### Task requirements
Could you set down exactly the lines in the records below between the line holding "for server-to-server integration." and the line holding "pub struct JwtAuth", inclusive?

### Provided material
________________________________________

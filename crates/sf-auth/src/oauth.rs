//! OAuth 2.0 refresh-token grant.

use serde::{Deserialize, Serialize};
use tracing::instrument;

use crate::error::{Error, ErrorKind, Result};

/// Connected app identity used for token grants.
///
/// The consumer secret is redacted in Debug output.
#[derive(Clone)]
pub struct OAuthConfig {
    /// Consumer key (client_id).
    pub consumer_key: String,
    /// Consumer secret (client_secret). Not needed for the CLI's own app.
    consumer_secret: Option<String>,
}

impl std::fmt::Debug for OAuthConfig {
    fn fmt(&self, f: &mut std::fmt::Formatter<'_>) -> std::fmt::Result {
        f.debug_struct("OAuthConfig")
            .field("consumer_key", &self.consumer_key)
            .field(
                "consumer_secret",
                &self.consumer_secret.as_ref().map(|_| "[REDACTED]"),
            )
            .finish()
    }
}

impl OAuthConfig {
    /// Create a new OAuth config.
    pub fn new(consumer_key: impl Into<String>) -> Self {
        Self {
            consumer_key: consumer_key.into(),
            consumer_secret: None,
        }
    }

    /// Set the consumer secret.
    pub fn with_secret(mut self, secret: impl Into<String>) -> Self {
        self.consumer_secret = Some(secret.into());
        self
    }
}

/// OAuth client for the Salesforce token endpoint.
#[derive(Clone)]
pub struct OAuthClient {
    config: OAuthConfig,
    http_client: reqwest::Client,
}

impl std::fmt::Debug for OAuthClient {
    fn fmt(&self, f: &mut std::fmt::Formatter<'_>) -> std::fmt::Result {
        f.debug_struct("OAuthClient")
            .field("config", &self.config)
            .finish_non_exhaustive()
    }
}

impl OAuthClient {
    /// Create a new OAuth client.
    pub fn new(config: OAuthConfig) -> Self {
        Self::with_http_client(config, reqwest::Client::new())
    }

    /// Create a client that shares an existing connection pool.
    pub fn with_http_client(config: OAuthConfig, http_client: reqwest::Client) -> Self {
        Self {
            config,
            http_client,
        }
    }

    /// Get the OAuth config.
    pub fn config(&self) -> &OAuthConfig {
        &self.config
    }

    /// Exchange a refresh token for a new access token.
    #[instrument(skip(self, refresh_token))]
    pub async fn refresh_token(
        &self,
        refresh_token: &str,
        login_url: &str,
    ) -> Result<TokenResponse> {
        let mut params = vec![
            ("grant_type", "refresh_token"),
            ("refresh_token", refresh_token),
            ("client_id", self.config.consumer_key.as_str()),
        ];

        if let Some(ref secret) = self.config.consumer_secret {
            params.push(("client_secret", secret.as_str()));
        }

        let body = serde_urlencoded::to_string(params)?;

        let response = self
            .http_client
            .post(token_endpoint(login_url))
            .header("Content-Type", "application/x-www-form-urlencoded")
            .body(body)
            .send()
            .await?;

        handle_token_response(response).await
    }
}

pub(crate) fn token_endpoint(login_url: &str) -> String {
    format!("{}/services/oauth2/token", login_url.trim_end_matches('/'))
}

/// Turn a token endpoint response into a grant or an OAuth error.
pub(crate) async fn handle_token_response(response: reqwest::Response) -> Result<TokenResponse> {
    let status = response.status();
    if !status.is_success() {
        let body = response.bytes().await?;
        return Err(match serde_json::from_slice::<OAuthErrorResponse>(&body) {
            Ok(error) => Error::new(ErrorKind::OAuth {
                error: error.error,
                description: error.error_description,
            }),
            Err(_) => Error::new(ErrorKind::Http(format!(
                "token endpoint returned {status}"
            ))),
        });
    }

    let token: TokenResponse = response.json().await?;
    Ok(token)
}

/// Token grant from the Salesforce token endpoint.
///
/// Token fields are redacted in Debug output.
#[derive(Clone, Deserialize, Serialize)]
pub struct TokenResponse {
    /// Access token.
    pub access_token: String,
    /// Refresh token, present when the grant rotated it.
    #[serde(default)]
    pub refresh_token: Option<String>,
    /// Instance URL.
    pub instance_url: String,
    /// User ID URL.
    #[serde(default)]
    pub id: Option<String>,
    /// Token type (usually "Bearer").
    #[serde(default)]
    pub token_type: Option<String>,
    /// Scopes granted.
    #[serde(default)]
    pub scope: Option<String>,
    /// Signature for verification.
    #[serde(default)]
    pub signature: Option<String>,
    /// Issued at timestamp.
    #[serde(default)]
    pub issued_at: Option<String>,
}

impl std::fmt::Debug for TokenResponse {
    fn fmt(&self, f: &mut std::fmt::Formatter<'_>) -> std::fmt::Result {
        f.debug_struct("TokenResponse")
            .field("access_token", &"[REDACTED]")
            .field(
                "refresh_token",
                &self.refresh_token.as_ref().map(|_| "[REDACTED]"),
            )
            .field("instance_url", &self.instance_url)
            .field("id", &self.id)
            .field("token_type", &self.token_type)
            .field("scope", &self.scope)
            .field("signature", &self.signature.as_ref().map(|_| "[REDACTED]"))
            .field("issued_at", &self.issued_at)
            .finish()
    }
}

/// OAuth error response.
#[derive(Debug, Deserialize)]
struct OAuthErrorResponse {
    error: String,
    #[serde(default)]
    error_description: String,
}
//! JWT Bearer authentication flow.

use chrono::{Duration, Utc};
use jsonwebtoken::{encode, Algorithm, EncodingKey, Header};
use serde::Serialize;
use tracing::debug;

use crate::credentials::SalesforceCredentials;
use crate::error::Result;
use crate::oauth::{handle_token_response, token_endpoint};
use crate::DEFAULT_API_VERSION;

/// JWT Bearer authentication for server-to-server integration.
///
/// Requires a connected app with a certificate configured. Each call to
/// [`authenticate`](Self::authenticate) mints a fresh session, so the same
/// value doubles as a refresh strategy.
#[derive(Clone)]
pub struct JwtAuth {
    /// Consumer key (client_id) from the connected app.
    consumer_key: String,
    /// Username of the Salesforce user to authenticate as.
    username: String,
    /// Private key for signing the JWT (PEM format).
    private_key: Vec<u8>,
    /// Assertion lifetime (default: 3 minutes).
    expiration: Duration,
    http_client: reqwest::Client,
}

impl std::fmt::Debug for JwtAuth {
    fn fmt(&self, f: &mut std::fmt::Formatter<'_>) -> std::fmt::Result {
        f.debug_struct("JwtAuth")
            .field("consumer_key", &self.consumer_key)
            .field("username", &self.username)
            .field("private_key", &"[REDACTED]")
            .field("expiration", &self.expiration)
            .finish_non_exhaustive()
    }
}

impl JwtAuth {
    /// Create a new JWT authenticator.
    ///
    /// `private_key` is an RSA key in PEM format.
    pub fn new(
        consumer_key: impl Into<String>,
        username: impl Into<String>,
        private_key: impl Into<Vec<u8>>,
    ) -> Self {
        Self {
            consumer_key: consumer_key.into(),
            username: username.into(),
            private_key: private_key.into(),
            expiration: Duration::minutes(3),
            http_client: reqwest::Client::new(),
        }
    }

    /// Load the private key from a file.
    pub fn from_key_file(
        consumer_key: impl Into<String>,
        username: impl Into<String>,
        key_path: impl AsRef<std::path::Path>,
    ) -> Result<Self> {
        let private_key = std::fs::read(key_path.as_ref())?;
        Ok(Self::new(consumer_key, username, private_key))
    }

    /// Set the assertion lifetime.
    pub fn with_expiration(mut self, expiration: Duration) -> Self {
        self.expiration = expiration;
        self
    }

    fn generate_assertion(&self, audience: &str) -> Result<String> {
        let now = Utc::now();
        let exp = now + self.expiration;

        let claims = JwtClaims {
            iss: &self.consumer_key,
            sub: &self.username,
            aud: audience,
            exp: exp.timestamp(),
        };

        let key = EncodingKey::from_rsa_pem(&self.private_key)?;
        Ok(encode(&Header::new(Algorithm::RS256), &claims, &key)?)
    }

    /// Authenticate against `login_url` (e.g. <https://login.salesforce.com>).
    pub async fn authenticate(&self, login_url: &str) -> Result<SalesforceCredentials> {
        let assertion = self.generate_assertion(login_url)?;

        debug!(login_url, username = %self.username, "authenticating with JWT bearer flow");

        let body = serde_urlencoded::to_string([
            ("grant_type", "urn:ietf:params:oauth:grant-type:jwt-bearer"),
            ("assertion", assertion.as_str()),
        ])?;

        let response = self
            .http_client
            .post(token_endpoint(login_url))
            .header("Content-Type", "application/x-www-form-urlencoded")
            .body(body)
            .send()
            .await?;

        let token = handle_token_response(response).await?;
        Ok(SalesforceCredentials::new(
            token.instance_url,
            token.access_token,
            DEFAULT_API_VERSION,
        ))
    }
}

#[derive(Debug, Serialize)]
struct JwtClaims<'a> {
    iss: &'a str,
    sub: &'a str,
    aud: &'a str,
    exp: i64,
}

________________________________________

### Exercise result
/// JWT Bearer authentication for server-to-server integration.
///
/// Requires a connected app with a certificate configured. Each call to
/// [`authenticate`](Self::authenticate) mints a fresh session, so the same
/// value doubles as a refresh strategy.
#[derive(Clone)]
pub struct JwtAuth {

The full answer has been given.